RECORD EXTRACTS:
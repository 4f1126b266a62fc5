use anyhow::{Context, Result};
use serde::{Deserialize, Serialize};
use std::fs;
use std::path::{Path, PathBuf};
use std::time::Duration;

use crate::retry::{RetryPolicy, RetryPresets};

fn default_multiplier() -> f64 {
    2.0
}

/// Override for one retry preset (optional section in config.toml).
///
/// Only the numbers are configurable; which error kinds a preset retries is fixed.
#[derive(Debug, Clone, Serialize, Deserialize, PartialEq)]
pub struct RetryConfig {
    /// Maximum number of attempts (including the first).
    pub max_attempts: u32,
    /// Base delay in seconds for exponential backoff (e.g. 0.5 = 500ms).
    pub base_delay_secs: f64,
    /// Maximum backoff delay in seconds.
    pub max_delay_secs: u64,
    /// Growth factor per attempt.
    #[serde(default = "default_multiplier")]
    pub backoff_multiplier: f64,
    /// Per-attempt deadline in seconds; missing keeps the preset's value.
    #[serde(default)]
    pub attempt_timeout_secs: Option<u64>,
}

impl RetryConfig {
    /// Apply these numbers on top of a preset, keeping its retry predicate.
    pub fn apply_to(&self, mut policy: RetryPolicy) -> RetryPolicy {
        policy.max_attempts = self.max_attempts.max(1);
        policy.base_delay = Duration::from_secs_f64(self.base_delay_secs.max(0.0));
        policy.max_delay = Duration::from_secs(self.max_delay_secs);
        policy.backoff_multiplier = self.backoff_multiplier.max(1.0);
        if let Some(secs) = self.attempt_timeout_secs {
            policy.per_attempt_timeout = Some(Duration::from_secs(secs));
        }
        policy
    }
}

/// Per-preset retry overrides.
#[derive(Debug, Clone, Default, Serialize, Deserialize, PartialEq)]
pub struct RetryOverrides {
    #[serde(default)]
    pub network: Option<RetryConfig>,
    #[serde(default)]
    pub api: Option<RetryConfig>,
    #[serde(default)]
    pub critical: Option<RetryConfig>,
}

/// Global configuration loaded from `~/.config/fieldnet/config.toml`.
#[derive(Debug, Clone, Serialize, Deserialize, PartialEq)]
pub struct FieldnetConfig {
    /// Root of the first-party backend; relative endpoints are joined onto it.
    pub base_url: String,
    /// Extra hosts whose throttling/5xx count as our own server errors.
    #[serde(default)]
    pub first_party_hosts: Vec<String>,
    /// Max age for cached weather reads.
    pub weather_cache_max_age_secs: u64,
    /// `fieldnet purge` default: drop cache and synced writes older than this.
    pub purge_after_secs: u64,
    /// How often the reachability probe runs in `fieldnet watch`.
    pub probe_interval_secs: u64,
    /// Transport connect timeout.
    pub connect_timeout_secs: u64,
    /// Transport whole-request timeout.
    pub request_timeout_secs: u64,
    /// Optional retry overrides; missing sections use built-in presets.
    #[serde(default)]
    pub retry: RetryOverrides,
}

impl Default for FieldnetConfig {
    fn default() -> Self {
        Self {
            base_url: "http://127.0.0.1:8000/".to_string(),
            first_party_hosts: Vec::new(),
            weather_cache_max_age_secs: 30 * 60,
            purge_after_secs: 7 * 24 * 60 * 60,
            probe_interval_secs: 15,
            connect_timeout_secs: 10,
            request_timeout_secs: 30,
            retry: RetryOverrides::default(),
        }
    }
}

impl FieldnetConfig {
    /// Built-in presets with any configured overrides applied.
    pub fn retry_presets(&self) -> RetryPresets {
        let defaults = RetryPresets::default();
        let apply = |cfg: &Option<RetryConfig>, policy: RetryPolicy| match cfg {
            Some(cfg) => cfg.apply_to(policy),
            None => policy,
        };
        RetryPresets {
            network: apply(&self.retry.network, defaults.network),
            api: apply(&self.retry.api, defaults.api),
            critical: apply(&self.retry.critical, defaults.critical),
        }
    }

    pub fn weather_cache_max_age(&self) -> Duration {
        Duration::from_secs(self.weather_cache_max_age_secs)
    }

    pub fn purge_after(&self) -> Duration {
        Duration::from_secs(self.purge_after_secs)
    }

    pub fn probe_interval(&self) -> Duration {
        Duration::from_secs(self.probe_interval_secs.max(1))
    }
}

pub fn config_path() -> Result<PathBuf> {
    let xdg_dirs = xdg::BaseDirectories::with_prefix("fieldnet")?;
    Ok(xdg_dirs.place_config_file("config.toml")?)
}

/// Load configuration from disk, creating a default file if none exists.
pub fn load_or_init() -> Result<FieldnetConfig> {
    load_or_init_at(&config_path()?)
}

/// Same as [`load_or_init`] for an explicit path.
pub fn load_or_init_at(path: &Path) -> Result<FieldnetConfig> {
    if !path.exists() {
        let default_cfg = FieldnetConfig::default();
        let toml = toml::to_string_pretty(&default_cfg)?;
        if let Some(parent) = path.parent() {
            fs::create_dir_all(parent)?;
        }
        fs::write(path, toml).with_context(|| format!("write config: {}", path.display()))?;
        tracing::info!("created default config at {}", path.display());
        return Ok(default_cfg);
    }

    let data =
        fs::read_to_string(path).with_context(|| format!("read config: {}", path.display()))?;
    let cfg: FieldnetConfig =
        toml::from_str(&data).with_context(|| format!("parse config: {}", path.display()))?;
    Ok(cfg)
}
//! `fieldnet get` – fetch an endpoint, cache-aware.

use anyhow::Result;
use fieldnet_core::dispatch::Dispatcher;
use std::io::Write;
use std::time::Duration;

pub async fn run_get(
    dispatcher: &Dispatcher,
    endpoint: &str,
    cache_key: Option<&str>,
    max_age: Option<Duration>,
) -> Result<()> {
    let body = dispatcher.get(endpoint, cache_key, max_age).await?;
    let mut stdout = std::io::stdout().lock();
    stdout.write_all(&body)?;
    if !body.ends_with(b"\n") {
        writeln!(stdout)?;
    }
    Ok(())
}
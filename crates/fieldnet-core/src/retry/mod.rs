//! Retry and backoff.
//!
//! Policies decide, per classified failure, whether another attempt is worth
//! making and how long to wait first; the run loop applies a policy to any
//! async operation.

mod policy;
mod run;

pub use policy::{RetryDecision, RetryPolicy, RetryPredicate, RetryPresets, JITTER_FRACTION};
pub use run::{execute, execute_cancellable};
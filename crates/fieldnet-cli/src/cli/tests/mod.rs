//! CLI parse tests.

use super::{Cli, CliCommand};
use clap::Parser;

pub(super) fn parse(args: &[&str]) -> CliCommand {
    let cli = Cli::try_parse_from(args).unwrap();
    cli.command
}

mod rest;

#[test]
fn cli_parse_get_defaults() {
    match parse(&["fieldnet", "get", "weather/today"]) {
        CliCommand::Get {
            endpoint,
            cache_key,
            max_age_secs,
        } => {
            assert_eq!(endpoint, "weather/today");
            assert!(cache_key.is_none());
            assert!(max_age_secs.is_none());
        }
        _ => panic!("expected Get"),
    }
}

#[test]
fn cli_parse_get_with_cache() {
    match parse(&[
        "fieldnet",
        "get",
        "weather/today",
        "--cache-key",
        "weather:today",
        "--max-age-secs",
        "1800",
    ]) {
        CliCommand::Get {
            cache_key,
            max_age_secs,
            ..
        } => {
            assert_eq!(cache_key.as_deref(), Some("weather:today"));
            assert_eq!(max_age_secs, Some(1800));
        }
        _ => panic!("expected Get"),
    }
}

#[test]
fn cli_parse_global_offline_flag() {
    let cli = Cli::try_parse_from(["fieldnet", "status", "--offline"]).unwrap();
    assert!(cli.offline);
    let cli = Cli::try_parse_from(["fieldnet", "--offline", "sync"]).unwrap();
    assert!(cli.offline);
    let cli = Cli::try_parse_from(["fieldnet", "sync"]).unwrap();
    assert!(!cli.offline);
}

PROBLEM TO SOLVE:
Working from the material above, retype it in its entirety without change.

ANSWER FOR THIS EXERCISE:
repository 4f1126b266a62fc5
use anyhow::{Context, Result};
use serde::{Deserialize, Serialize};
use std::fs;
use std::path::{Path, PathBuf};
use std::time::Duration;

use crate::retry::{RetryPolicy, RetryPresets};

fn default_multiplier() -> f64 {
    2.0
}

/// Override for one retry preset (optional section in config.toml).
///
/// Only the numbers are configurable; which error kinds a preset retries is fixed.
#[derive(Debug, Clone, Serialize, Deserialize, PartialEq)]
pub struct RetryConfig {
    /// Maximum number of attempts (including the first).
    pub max_attempts: u32,
    /// Base delay in seconds for exponential backoff (e.g. 0.5 = 500ms).
    pub base_delay_secs: f64,
    /// Maximum backoff delay in seconds.
    pub max_delay_secs: u64,
    /// Growth factor per attempt.
    #[serde(default = "default_multiplier")]
    pub backoff_multiplier: f64,
    /// Per-attempt deadline in seconds; missing keeps the preset's value.
    #[serde(default)]
    pub attempt_timeout_secs: Option<u64>,
}

impl RetryConfig {
    /// Apply these numbers on top of a preset, keeping its retry predicate.
    pub fn apply_to(&self, mut policy: RetryPolicy) -> RetryPolicy {
        policy.max_attempts = self.max_attempts.max(1);
        policy.base_delay = Duration::from_secs_f64(self.base_delay_secs.max(0.0));
        policy.max_delay = Duration::from_secs(self.max_delay_secs);
        policy.backoff_multiplier = self.backoff_multiplier.max(1.0);
        if let Some(secs) = self.attempt_timeout_secs {
            policy.per_attempt_timeout = Some(Duration::from_secs(secs));
        }
        policy
    }
}

/// Per-preset retry overrides.
#[derive(Debug, Clone, Default, Serialize, Deserialize, PartialEq)]
pub struct RetryOverrides {
    #[serde(default)]
    pub network: Option<RetryConfig>,
    #[serde(default)]
    pub api: Option<RetryConfig>,
    #[serde(default)]
    pub critical: Option<RetryConfig>,
}

/// Global configuration loaded from `~/.config/fieldnet/config.toml`.
#[derive(Debug, Clone, Serialize, Deserialize, PartialEq)]
pub struct FieldnetConfig {
    /// Root of the first-party backend; relative endpoints are joined onto it.
    pub base_url: String,
    /// Extra hosts whose throttling/5xx count as our own server errors.
    #[serde(default)]
    pub first_party_hosts: Vec<String>,
    /// Max age for cached weather reads.
    pub weather_cache_max_age_secs: u64,
    /// `fieldnet purge` default: drop cache and synced writes older than this.
    pub purge_after_secs: u64,
    /// How often the reachability probe runs in `fieldnet watch`.
    pub probe_interval_secs: u64,
    /// Transport connect timeout.
    pub connect_timeout_secs: u64,
    /// Transport whole-request timeout.
    pub request_timeout_secs: u64,
    /// Optional retry overrides; missing sections use built-in presets.
    #[serde(default)]
    pub retry: RetryOverrides,
}

impl Default for FieldnetConfig {
    fn default() -> Self {
        Self {
            base_url: "http://127.0.0.1:8000/".to_string(),
            first_party_hosts: Vec::new(),
            weather_cache_max_age_secs: 30 * 60,
            purge_after_secs: 7 * 24 * 60 * 60,
            probe_interval_secs: 15,
            connect_timeout_secs: 10,
            request_timeout_secs: 30,
            retry: RetryOverrides::default(),
        }
    }
}

impl FieldnetConfig {
    /// Built-in presets with any configured overrides applied.
    pub fn retry_presets(&self) -> RetryPresets {
        let defaults = RetryPresets::default();
        let apply = |cfg: &Option<RetryConfig>, policy: RetryPolicy| match cfg {
            Some(cfg) => cfg.apply_to(policy),
            None => policy,
        };
        RetryPresets {
            network: apply(&self.retry.network, defaults.network),
            api: apply(&self.retry.api, defaults.api),
            critical: apply(&self.retry.critical, defaults.critical),
        }
    }

    pub fn weather_cache_max_age(&self) -> Duration {
        Duration::from_secs(self.weather_cache_max_age_secs)
    }

    pub fn purge_after(&self) -> Duration {
        Duration::from_secs(self.purge_after_secs)
    }

    pub fn probe_interval(&self) -> Duration {
        Duration::from_secs(self.probe_interval_secs.max(1))
    }
}

pub fn config_path() -> Result<PathBuf> {
    let xdg_dirs = xdg::BaseDirectories::with_prefix("fieldnet")?;
    Ok(xdg_dirs.place_config_file("config.toml")?)
}

/// Load configuration from disk, creating a default file if none exists.
pub fn load_or_init() -> Result<FieldnetConfig> {
    load_or_init_at(&config_path()?)
}

/// Same as [`load_or_init`] for an explicit path.
pub fn load_or_init_at(path: &Path) -> Result<FieldnetConfig> {
    if !path.exists() {
        let default_cfg = FieldnetConfig::default();
        let toml = toml::to_string_pretty(&default_cfg)?;
        if let Some(parent) = path.parent() {
            fs::create_dir_all(parent)?;
        }
        fs::write(path, toml).with_context(|| format!("write config: {}", path.display()))?;
        tracing::info!("created default config at {}", path.display());
        return Ok(default_cfg);
    }

    let data =
        fs::read_to_string(path).with_context(|| format!("read config: {}", path.display()))?;
    let cfg: FieldnetConfig =
        toml::from_str(&data).with_context(|| format!("parse config: {}", path.display()))?;
    Ok(cfg)
}
//! `fieldnet get` – fetch an endpoint, cache-aware.

use anyhow::Result;
use fieldnet_core::dispatch::Dispatcher;
use std::io::Write;
use std::time::Duration;

pub async fn run_get(
    dispatcher: &Dispatcher,
    endpoint: &str,
    cache_key: Option<&str>,
    max_age: Option<Duration>,
) -> Result<()> {
    let body = dispatcher.get(endpoint, cache_key, max_age).await?;
    let mut stdout = std::io::stdout().lock();
    stdout.write_all(&body)?;
    if !body.ends_with(b"\n") {
        writeln!(stdout)?;
    }
    Ok(())
}
filename crates/fieldnet-core/src/retry/mod.rs
//! Retry and backoff.
//!
//! Policies decide, per classified failure, whether another attempt is worth
//! making and how long to wait first; the run loop applies a policy to any
//! async operation.

mod policy;
mod run;

pub use policy::{RetryDecision, RetryPolicy, RetryPredicate, RetryPresets, JITTER_FRACTION};
pub use run::{execute, execute_cancellable};
filename crates/fieldnet-cli/src/cli/tests/mod.rs
//! CLI parse tests.

use super::{Cli, CliCommand};
use clap::Parser;

pub(super) fn parse(args: &[&str]) -> CliCommand {
    let cli = Cli::try_parse_from(args).unwrap();
    cli.command
}

mod rest;

#[test]
fn cli_parse_get_defaults() {
    match parse(&["fieldnet", "get", "weather/today"]) {
        CliCommand::Get {
            endpoint,
            cache_key,
            max_age_secs,
        } => {
            assert_eq!(endpoint, "weather/today");
            assert!(cache_key.is_none());
            assert!(max_age_secs.is_none());
        }
        _ => panic!("expected Get"),
    }
}

#[test]
fn cli_parse_get_with_cache() {
    match parse(&[
        "fieldnet",
        "get",
        "weather/today",
        "--cache-key",
        "weather:today",
        "--max-age-secs",
        "1800",
    ]) {
        CliCommand::Get {
            cache_key,
            max_age_secs,
            ..
        } => {
            assert_eq!(cache_key.as_deref(), Some("weather:today"));
            assert_eq!(max_age_secs, Some(1800));
        }
        _ => panic!("expected Get"),
    }
}

#[test]
fn cli_parse_global_offline_flag() {
    let cli = Cli::try_parse_from(["fieldnet", "status", "--offline"]).unwrap();
    assert!(cli.offline);
    let cli = Cli::try_parse_from(["fieldnet", "--offline", "sync"]).unwrap();
    assert!(cli.offline);
    let cli = Cli::try_parse_from(["fieldnet", "sync"]).unwrap();
    assert!(!cli.offline);
}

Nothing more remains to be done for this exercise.